It sounds like the idea for a bad movie: Talented musician no one cares about disappears. A small group of overseas fans, knowing nothing of his life, endeavors to find him.
That's the story behind Searching for Sugar Man, a documentary about possibly the best singer-songwriter we've never heard of. None of this quiet drama would hold together if the songs weren't so good and the people so endearing. But it does hold together and, over the course of about 90 minutes, Searching for Sugar Man becomes one of the year's most beguiling movies.
After a brief prologue, the story picks up in Detroit with a broke musician named Sixto Rodriguez performing at a club so thick with smoke, a couple local producers, Dennis Coffey and Mike Theodore (who have impressive resumes themselves), could barely see him on stage. But they were entranced by Rodriguez' music and decided to produce him.
The resulting record, Cold Fact, released in 1970, went nowhere. Neither did a follow-up, Coming From Reality, produced by Steve Rowland and released in 1971. Rodriguez then disappeared.
Cut to South Africa in the middle 1970s, where Rodriguez' music is, to hear the participants tell it, as big as Elvis Presley. As record store owner Stephen "Sugar" Segerman says, when you looked through all your friends' record collections, each contained the Beatles' Abbey Road, Simon & Garfunkel's Bridge Over Troubled Water and Rodriguez' Cold Fact.
Because Rodriguez' fans in South Africa knew nothing about him and had little access to information, the legend grew. He burned himself to death on stage; he shot himself in the head on stage and died; the record came to South Africa because an American tourist brought it over and left it with friends.
The story becomes more intriguing when politics gets involved. South Africa's apartheid government banned Cold Fact.
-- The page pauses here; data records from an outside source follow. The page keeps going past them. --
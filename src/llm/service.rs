//! Seams between the pipeline and the external embedding/generation services.

use crate::error::Result;
use serde::Serialize;
use std::future::Future;

/// Retrieval role of the text being embedded.
#[derive(Debug, Clone, Copy, PartialEq, Eq, Serialize)]
#[serde(rename_all = "SCREAMING_SNAKE_CASE")]
pub enum TaskType {
    /// A corpus chunk that will be searched.
    RetrievalDocument,
    /// A user question used to search the corpus.
    RetrievalQuery,
}

/// Maps one text to one vector.
pub trait EmbeddingService {
    fn embed(&self, text: &str, task: TaskType) -> impl Future<Output = Result<Vec<f32>>> + Send;
}

/// Produces a text response for a prompt.
pub trait GenerationService {
    /// Free-text generation.
    fn generate(&self, prompt: &str) -> impl Future<Output = Result<String>> + Send;

    /// Generation constrained to JSON matching `schema`.
    ///
    /// Services without schema support may ignore the schema and return free text;
    /// callers must still parse defensively.
    fn generate_json(
        &self,
        prompt: &str,
        schema: &serde_json::Value,
    ) -> impl Future<Output = Result<String>> + Send;
}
Ilse Assmann, a media manager in Johannesburg, shows spots where copies of Cold Fact were literally scratched by censors.
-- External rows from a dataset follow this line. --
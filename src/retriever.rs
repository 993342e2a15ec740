//! Exact cosine-similarity search over all chunk vectors.

use crate::chunker::Chunk;
use serde::Serialize;
use std::cmp::Ordering;

/// Compute cosine similarity between two vectors.
///
/// Returns `None` when the similarity is undefined: different lengths, empty
/// vectors, a zero vector (the embedding fallback) or non-finite input.
pub fn cosine_similarity(a: &[f32], b: &[f32]) -> Option<f32> {
    if a.len() != b.len() || a.is_empty() {
        return None;
    }

    let dot: f32 = a.iter().zip(b.iter()).map(|(x, y)| x * y).sum();
    let norm_a: f32 = a.iter().map(|x| x * x).sum::<f32>().sqrt();
    let norm_b: f32 = b.iter().map(|x| x * x).sum::<f32>().sqrt();

    if norm_a == 0.0 || norm_b == 0.0 {
        return None;
    }

    let similarity = dot / (norm_a * norm_b);
    similarity.is_finite().then_some(similarity)
}

/// A chunk position paired with its similarity to the query.
#[derive(Debug, Clone, Copy, PartialEq, Serialize)]
pub struct ScoredChunk {
    /// Index into the chunk list.
    pub index: usize,
    /// Cosine similarity, `None` when undefined.
    pub score: Option<f32>,
}

impl ScoredChunk {
    /// Sort key; undefined similarities rank below every real score.
    fn rank_key(&self) -> f32 {
        self.score.unwrap_or(f32::NEG_INFINITY)
    }
}

/// Score every chunk vector against the query and sort best first.
///
/// The sort is stable: chunks with equal scores keep their document order.
pub fn rank(query: &[f32], embeddings: &[Vec<f32>]) -> Vec<ScoredChunk> {
    let mut scored: Vec<ScoredChunk> = embeddings
        .iter()
        .enumerate()
        .map(|(index, embedding)| ScoredChunk {
            index,
            score: cosine_similarity(query, embedding),
        })
        .collect();

    scored.sort_by(|a, b| {
        b.rank_key()
            .partial_cmp(&a.rank_key())
            .unwrap_or(Ordering::Equal)
    });

    scored
}

/// Return the text of the `k` chunks most similar to the query vector.
pub fn semantic_search(
    query: &[f32],
    chunks: &[Chunk],
    embeddings: &[Vec<f32>],
    k: usize,
) -> Vec<String> {
    rank(query, embeddings)
        .into_iter()
        .take(k)
        .filter_map(|hit| chunks.get(hit.index).map(|c| c.text.clone()))
        .collect()
}

#[cfg(test)]
mod tests {
    use super::*;
    use crate::chunker::{ChunkConfig, chunk_text};

    fn chunks(texts: &[&str]) -> Vec<Chunk> {
        texts
            .iter()
            .enumerate()
            .map(|(index, t)| Chunk {
                index,
                start: index * 10,
                text: t.to_string(),
            })
            .collect()
    }

    #[test]
    fn test_self_similarity_is_one() {
        let a = vec![0.3, -1.2, 4.0, 0.01];
        assert!((cosine_similarity(&a, &a).unwrap() - 1.0).abs() < 1e-6);
    }

    #[test]
    fn test_similarity_is_symmetric() {
        let a = vec![1.0, 2.0, 3.0];
        let b = vec![-0.5, 4.0, 0.25];
        assert_eq!(cosine_similarity(&a, &b), cosine_similarity(&b, &a));
    }

    #[test]
    fn test_orthogonal_and_opposite() {
        let a = vec![1.0, 0.0, 0.0];
        assert!(cosine_similarity(&a, &[0.0, 1.0, 0.0]).unwrap().abs() < 1e-6);
        assert!((cosine_similarity(&a, &[-2.0, 0.0, 0.0]).unwrap() + 1.0).abs() < 1e-6);
    }

    #[test]
    fn test_zero_vector_is_undefined() {
        let a = vec![1.0, 2.0];
        assert_eq!(cosine_similarity(&a, &[0.0, 0.0]), None);
        assert_eq!(cosine_similarity(&[0.0, 0.0], &a), None);
        assert_eq!(cosine_similarity(&a, &[1.0]), None);
    }

    #[test]
    fn test_zero_vectors_rank_last() {
        let query = vec![1.0, 0.0];
        let embeddings = vec![vec![0.0, 0.0], vec![-1.0, 0.0], vec![1.0, 1.0]];
        let ranked = rank(&query, &embeddings);

        let order: Vec<usize> = ranked.iter().map(|s| s.index).collect();
        assert_eq!(order, vec![2, 1, 0]);
        assert_eq!(ranked[2].score, None);
    }

    #[test]
    fn test_ties_keep_document_order() {
        let query = vec![1.0, 0.0];
        let embeddings = vec![
            vec![0.0, 1.0],
            vec![2.0, 0.0],
            vec![0.0, 0.0],
            vec![1.0, 0.0],
            vec![0.0, 3.0],
        ];
        let order: Vec<usize> = rank(&query, &embeddings).iter().map(|s| s.index).collect();
        assert_eq!(order, vec![1, 3, 0, 4, 2]);
    }

    #[test]
    fn test_closest_chunk_is_returned_for_k_one() {
        let chunks = chunks(&["about elevators", "about games", "about verification"]);
        let embeddings = vec![vec![1.0, 0.0, 0.0], vec![0.0, 1.0, 0.0], vec![0.1, 0.1, 1.0]];
        let query = vec![0.0, 0.2, 0.9];

        let result = semantic_search(&query, &chunks, &embeddings, 1);
        assert_eq!(result, vec![chunks[2].text.clone()]);
    }

    #[test]
    fn test_large_k_returns_every_chunk_sorted() {
        let text = "abcdefghijklmnopqrstuvwxyz";
        let chunks = chunk_text(text, &ChunkConfig::new(6, 2)).unwrap();
        let embeddings: Vec<Vec<f32>> = (0..chunks.len())
            .map(|i| vec![1.0, i as f32 * 0.5])
            .collect();
        let query = vec![1.0, 0.0];

        let ranked = rank(&query, &embeddings);
        let result = semantic_search(&query, &chunks, &embeddings, chunks.len() + 3);

        assert_eq!(result.len(), chunks.len());
        for pair in ranked.windows(2) {
            assert!(pair[0].score.unwrap() >= pair[1].score.unwrap());
        }
        assert_eq!(result[0], chunks[0].text);
    }
}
So, do the filmmakers find Rodriguez? Stop reading if you don't want to know (seriously).
Yes. They do. And he's as fascinating as you'd hope, as is his family—three daughters who are just as surprised by his South African celebrity as he is.
Even after the discovery, Rodriguez himself remains something of a mystery. This is a quiet guy who plays guitar for pleasure and works in demolition ("It keeps the blood circulating," he says) but seems bemused by his status halfway across the world.
For Rodriguez's fans, it's a joy. And it's a joy to watch them delight in his presence at a concert. Searching for Sugar Man seems to earn its sugary feeling because we, quite simply want to like this guy, and we're gratified he's not a jerk.
Of course, we'd never know whether he's a jerk, because this documentary is designed to tell a happy story. There is no mention of Rodriguez' ex-wife (or wives or girlfriends) or whether a lack of sales is the only reason he never made it in the music biz.
The on-screen mystery is good enough, though, and director Malik Bendjelloul effectively structures the movie so that, for quite a while, it appears as if Rodriguez may actually be winked out of existence.
How are the songs? In a word, great. Though the recordings contain unfortunate hallmarks of the times—some tracks are drenched in strings, others have brassy horns for no good reason—they're uniformly excellent. Rodriguez sings with a voice that sounds as if Bread's David Gates smoked a million cigarettes and turned into an early Leonard Cohen/Bob Dylan hybrid overnight.
It helps that Rodriguez' screen presence is so confounding (his daughters call him "Rodriguez" on camera instead of "dad") and that his fans are so ebulliently grateful. And, maybe we should be, too, because his music is powerful and this story's a gem.
Directed by Malik Bendjelloul / CCA Cinematheque / PG-13 / 87 min.